James Joyner has a great roundup on the decision, and I agree with Lean Left:
If these people are prisoners of war, then treat them as such. If they are not, then they are criminals and should be treated the same as every other criminal in the care of the federal government.And if the death penalty applies, then indeed, go ahead.
It's possible that Scalia is wrong when he predicts more Americans will die as a result of this ruling. It may be that al Qaeda is a weak enough enemy that America can vanquish it even with the Supreme Court tying one hand behind our back. Anyway, keeping future detainees away from Guantanamo should prevent them from coming within the reach of the justices' pettifogging.Five Justices in air-conditioned roomsin DC may think troops will be mindful of habeas corpus and all that in the heat of battle. They are wrong.
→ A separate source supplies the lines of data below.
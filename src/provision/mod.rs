//! Lazily provisioned, label-indexed fixtures.
//!
//! [`FixtureProvisioner`] is the entry point test cases use. It owns the
//! provider, the [`LabeledResourceTable`] and the run-wide [`Defaults`], and
//! hands out provider identifiers for labelled fixtures, creating each one
//! at most once per label.
//!
//! # Lookup Rules
//!
//! - [`STATELESS`]: any resource of the kind already known to the table;
//!   never provisions and never changes the state of what it finds.
//! - Any other label: the fixture recorded under that label, created on
//!   first use unless the request disables provisioning.
//!
//! Prerequisites created along the way (networks, keypairs, static IPs, the
//! VM an image is captured from, ...) are recorded like any other fixture
//! and are reclaimed by [`teardown_all`](FixtureProvisioner::teardown_all),
//! even if the fixture that needed them failed to provision.

mod request;

use std::error::Error as StdErr;

use thiserror::Error;
use tokio::sync::OnceCell;

use crate::config::HarnessConfig;
use crate::defaults::{Defaults, DefaultsSnapshot};
use crate::driver::{StateDriver, Transition};
use crate::table::{LabeledResourceTable, Slot};
use crate::teardown::{TeardownCoordinator, TeardownReport};
use crate::types::{
    Capabilities, Resource, ResourceKind, ResourceRecord, ResourceState, VmState, STATELESS,
};
use crate::{best_effort, CreateResource, ProviderError, ResourceAction};

/// Errors raised while provisioning a fixture.
#[derive(Debug, Error)]
pub enum ProvisioningFailure<E> {
    /// The provider rejected a call made on behalf of the fixture.
    #[error("provider failed to provision {kind} '{label}': {source}")]
    Provider {
        kind: ResourceKind,
        label: String,
        #[source]
        source: ProviderError<E>,
    },

    /// A run-wide default the fixture needs does not exist in this cloud.
    #[error("no default {what} available for {kind} '{label}'")]
    NoDefault {
        kind: ResourceKind,
        label: String,
        what: &'static str,
    },

    /// The cloud lacks a capability the fixture needs.
    #[error("{kind} '{label}' cannot be provisioned: {what} not supported")]
    Unsupported {
        kind: ResourceKind,
        label: String,
        what: &'static str,
    },

    /// A required prerequisite could neither be provisioned nor found.
    #[error("{kind} '{label}' requires a {prerequisite}, none is available")]
    Prerequisite {
        kind: ResourceKind,
        label: String,
        prerequisite: ResourceKind,
        #[source]
        source: Option<Box<dyn StdErr + Send + Sync>>,
    },
}

impl<E> ProvisioningFailure<E> {
    /// Returns `true` if the fixture is simply not available in this cloud.
    ///
    /// Callers should skip rather than fail the test in that case.
    pub fn is_unsupported(&self) -> bool {
        match self {
            Self::Provider { source, .. } => source.is_not_supported(),
            Self::NoDefault { .. } | Self::Unsupported { .. } | Self::Prerequisite { .. } => true,
        }
    }

    /// Returns the kind of fixture that failed.
    pub fn kind(&self) -> ResourceKind {
        match self {
            Self::Provider { kind, .. }
            | Self::NoDefault { kind, .. }
            | Self::Unsupported { kind, .. }
            | Self::Prerequisite { kind, .. } => *kind,
        }
    }
}

/// What a test case asks for.
///
/// # Example
///
/// ```
/// use cloudfixtures::FixtureRequest;
/// use cloudfixtures::types::{ResourceKind, VmState};
///
/// let request = FixtureRequest::new(ResourceKind::Vm, "dsnvm")
///     .state(VmState::Paused)
///     .location("us-east-1a");
/// assert!(request.provision_if_missing);
/// ```
#[derive(Debug, Clone, PartialEq, Eq)]
pub struct FixtureRequest {
    pub kind: ResourceKind,
    pub label: String,
    /// State to drive a VM fixture into before returning it.
    pub state: Option<VmState>,
    /// Preferred data center for a new fixture.
    pub location: Option<String>,
    /// Create the fixture if the label is unknown.
    pub provision_if_missing: bool,
}

impl FixtureRequest {
    /// Requests the fixture labelled `label`, provisioning it if needed.
    pub fn new(kind: ResourceKind, label: impl Into<String>) -> Self {
        Self {
            kind,
            label: label.into(),
            state: None,
            location: None,
            provision_if_missing: true,
        }
    }

    /// Drives a VM fixture into `state` before returning it.
    pub fn state(mut self, state: VmState) -> Self {
        self.state = Some(state);
        self
    }

    /// Prefers a data center when the fixture has to be created.
    pub fn location(mut self, data_center: impl Into<String>) -> Self {
        self.location = Some(data_center.into());
        self
    }

    /// Sets whether a missing fixture is created.
    pub fn provision_if_missing(mut self, provision: bool) -> Self {
        self.provision_if_missing = provision;
        self
    }
}

/// Provisions and tracks shared fixtures for one harness run.
#[derive(Debug)]
pub struct FixtureProvisioner<P> {
    provider: P,
    config: HarnessConfig,
    table: LabeledResourceTable,
    defaults: Defaults,
    capabilities: OnceCell<Capabilities>,
}

impl<P> FixtureProvisioner<P>
where
    P: CreateResource + ResourceAction,
{
    /// Creates a provisioner with an empty table.
    pub fn new(provider: P, config: HarnessConfig) -> Self {
        Self {
            provider,
            config,
            table: LabeledResourceTable::new(),
            defaults: Defaults::new(),
            capabilities: OnceCell::new(),
        }
    }

    /// Returns the provider.
    pub fn provider(&self) -> &P {
        &self.provider
    }

    /// Returns the configuration.
    pub fn config(&self) -> &HarnessConfig {
        &self.config
    }

    /// Returns the fixture table.
    pub fn table(&self) -> &LabeledResourceTable {
        &self.table
    }

    /// Returns a state driver over this provisioner's provider.
    pub fn driver(&self) -> StateDriver<'_, P> {
        StateDriver::new(&self.provider, &self.config)
    }

    /// Computes every run-wide default not computed yet and returns them.
    ///
    /// Defaults that do not exist in this cloud are left empty.
    pub async fn defaults(&self) -> DefaultsSnapshot {
        let capabilities = self.capabilities_or_default().await;

        self.defaults.data_center(&self.provider).await;
        if let Some(image) = self.defaults.image(&self.provider, &capabilities).await {
            self.defaults
                .product(&self.provider, image.architecture)
                .await;
        }
        self.defaults
            .volume_product(&self.provider, &capabilities)
            .await;

        self.defaults.snapshot()
    }

    /// Adopts one existing resource per kind as the [`STATELESS`] fixture.
    ///
    /// Adopted resources are never modified or destroyed by the harness.
    /// Every failure is ignored; a kind without a suitable resource simply
    /// has no stateless fixture.
    pub async fn discover(&self) {
        for kind in ResourceKind::TEARDOWN_ORDER {
            let listed = self.provider.list(kind).await;
            let Some(resources) = best_effort(format_args!("list {kind} resources"), listed)
            else {
                continue;
            };

            if let Some(resource) = pick_stateless(kind, &resources) {
                if self.table.put(kind, STATELESS, &resource.id, true) {
                    log::info!("adopted existing {kind} {} as stateless fixture", resource.id);
                }
            }
        }
    }

    /// Returns the identifier of the fixture `request` names.
    ///
    /// `Ok(None)` means the fixture is not available and the caller asked not
    /// to create it, or asked for [`STATELESS`] and nothing exists. Concurrent
    /// calls for the same label create at most one resource and all observe
    /// its identifier. A failed creation frees the label again.
    ///
    /// A requested VM state is attempted but not guaranteed: the identifier
    /// is returned even if the VM could not be driven there. Callers that
    /// depend on the state use [`ensure_in_state`](Self::ensure_in_state).
    pub async fn ensure(
        &self,
        request: &FixtureRequest,
    ) -> Result<Option<String>, ProvisioningFailure<P::CustomError>> {
        let fixture = self.ensure_in_state(request).await?;
        Ok(fixture.map(|(id, _)| id))
    }

    /// Like [`ensure`](Self::ensure), but also reports how driving the VM to
    /// the requested state went.
    ///
    /// The [`Transition`] is `None` when no state was requested, the kind has
    /// no VM state, or the fixture is [`STATELESS`].
    pub async fn ensure_in_state(
        &self,
        request: &FixtureRequest,
    ) -> Result<Option<(String, Option<Transition>)>, ProvisioningFailure<P::CustomError>> {
        let kind = request.kind;
        let label = request.label.as_str();

        if label == STATELESS {
            return Ok(self.stateless(kind).await.map(|id| (id, None)));
        }

        if let Some(id) = self.table.get(kind, label) {
            let outcome = self.apply_state(&id, request).await;
            return Ok(Some((id, outcome)));
        }

        if !request.provision_if_missing {
            log::debug!("{kind} '{label}' not provisioned and provisioning disabled");
            return Ok(None);
        }

        let slot = self.table.claim(kind, label);
        let id = self
            .fill(kind, label, slot, request.location.as_deref())
            .await?
            .provider_id;

        let outcome = self.apply_state(&id, request).await;
        Ok(Some((id, outcome)))
    }

    /// Always creates a new fixture.
    ///
    /// If the requested label is taken, the fixture is recorded under a
    /// free variant of it; the returned record carries the label used.
    pub async fn provision(
        &self,
        request: &FixtureRequest,
    ) -> Result<ResourceRecord, ProvisioningFailure<P::CustomError>> {
        let kind = request.kind;
        if request.label == STATELESS {
            return Err(ProvisioningFailure::Unsupported {
                kind,
                label: request.label.clone(),
                what: "provisioning under the stateless label",
            });
        }

        let label = self.table.reserve_label(kind, &request.label);
        let slot = self.table.claim(kind, &label);
        let record = self
            .fill(kind, &label, slot, request.location.as_deref())
            .await?;

        self.apply_state(&record.provider_id, request).await;
        Ok(record)
    }

    /// Releases every fixture this run created.
    pub async fn teardown_all(&self) -> TeardownReport {
        TeardownCoordinator::new(&self.provider, &self.table, &self.config)
            .teardown_all()
            .await
    }

    /// Resolves a stateless lookup.
    ///
    /// VM candidates are checked against the provider and skipped if they are
    /// gone or terminated.
    async fn stateless(&self, kind: ResourceKind) -> Option<String> {
        for record in self.table.stateless_candidates(kind) {
            if !kind.has_vm_state() {
                return Some(record.provider_id);
            }

            let found = self.provider.get(kind, &record.provider_id).await;
            match best_effort(format_args!("look up {kind} {}", record.provider_id), found) {
                Some(Some(resource))
                    if resource.state != ResourceState::Machine(VmState::Terminated) =>
                {
                    return Some(record.provider_id);
                }
                _ => log::debug!("stateless {kind} {} is gone", record.provider_id),
            }
        }
        None
    }

    /// Creates the resource behind `slot` unless a concurrent caller already
    /// did, freeing the label if creation fails.
    async fn fill(
        &self,
        kind: ResourceKind,
        label: &str,
        slot: Slot,
        location: Option<&str>,
    ) -> Result<ResourceRecord, ProvisioningFailure<P::CustomError>> {
        let filled = slot
            .get_or_try_init(|| self.create(kind, label, location))
            .await
            .cloned();
        if filled.is_err() && self.table.release(kind, label, &slot) {
            log::debug!("{kind} label '{label}' freed after failed creation");
        }
        filled
    }

    async fn apply_state(&self, id: &str, request: &FixtureRequest) -> Option<Transition> {
        let target = request.state?;
        if !request.kind.has_vm_state() {
            return None;
        }

        let mut driver = self.driver();
        if let Ok(capabilities) = self.capabilities().await {
            driver = driver.with_capabilities(capabilities);
        }

        let outcome = driver.drive_to(id, target).await;
        if !outcome.is_reached() {
            log::warn!("{} '{}' ({id}) not {target}: {outcome}", request.kind, request.label);
        }
        Some(outcome)
    }

    async fn capabilities(&self) -> Result<Capabilities, ProviderError<P::CustomError>> {
        self.capabilities
            .get_or_try_init(|| self.provider.capabilities())
            .await
            .copied()
    }

    async fn capabilities_or_default(&self) -> Capabilities {
        let queried = self.capabilities().await;
        best_effort(format_args!("query capabilities"), queried).unwrap_or_default()
    }
}

fn pick_stateless(kind: ResourceKind, resources: &[Resource]) -> Option<&Resource> {
    if !kind.has_vm_state() {
        return resources
            .iter()
            .find(|resource| resource.state == ResourceState::Available);
    }

    resources
        .iter()
        .find(|resource| resource.state == ResourceState::Machine(VmState::Running))
        .or_else(|| {
            resources.iter().find(|resource| {
                matches!(resource.state, ResourceState::Machine(state) if state != VmState::Terminated)
            })
        })
}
Perhaps decades from now we will learn that detainees ended up being abused in some far-off place because the government closed Guantanamo in response to judicial meddling. Even those who support what the court did today may live to regret it.
The Court holds that not only do the terrorists have a habeas right, but they have a Super Special Celebrity Killer Habeas Right, entitling them to judicial "review" -- pre-review, actually, as there's nothing yet to review -- of the entire scheme of the once-upcoming process before it actually unfolds. This despite the fact that the DTA actually granted a right to challenge the procedures, with later Article III court review (that is, a real judicial court defined by Article III under the constitution, and not a quasi-court as are established by Congress and run by the Executive), a right to challenge the terrorists never bothered availing themselves of.What a disgrace.
The Court could easily have found the terrorists do have habeas rights, but that filing is premature, as they would with any other citizen criminal in the country. For reasons clear only to themselves, they didn't.
Guessing at a non-retarded opinion, I figured maybe there might be some initial habeas review to determine if these guys are being lawfully held in the first place (which, of course, they are, the same as it was lawful to hold all those Nazi prisoners we took), and that a habeas review of their criminal incarceration would only be ripe once they were actually convicted.
Nope. They went the full-on retard route. The prisoners get to challenge their trial in advance of actually having the trial.
And the majority laughingly posits that part of their reason for demanding this is to prevent delay in their claims being heard. Uh-huh.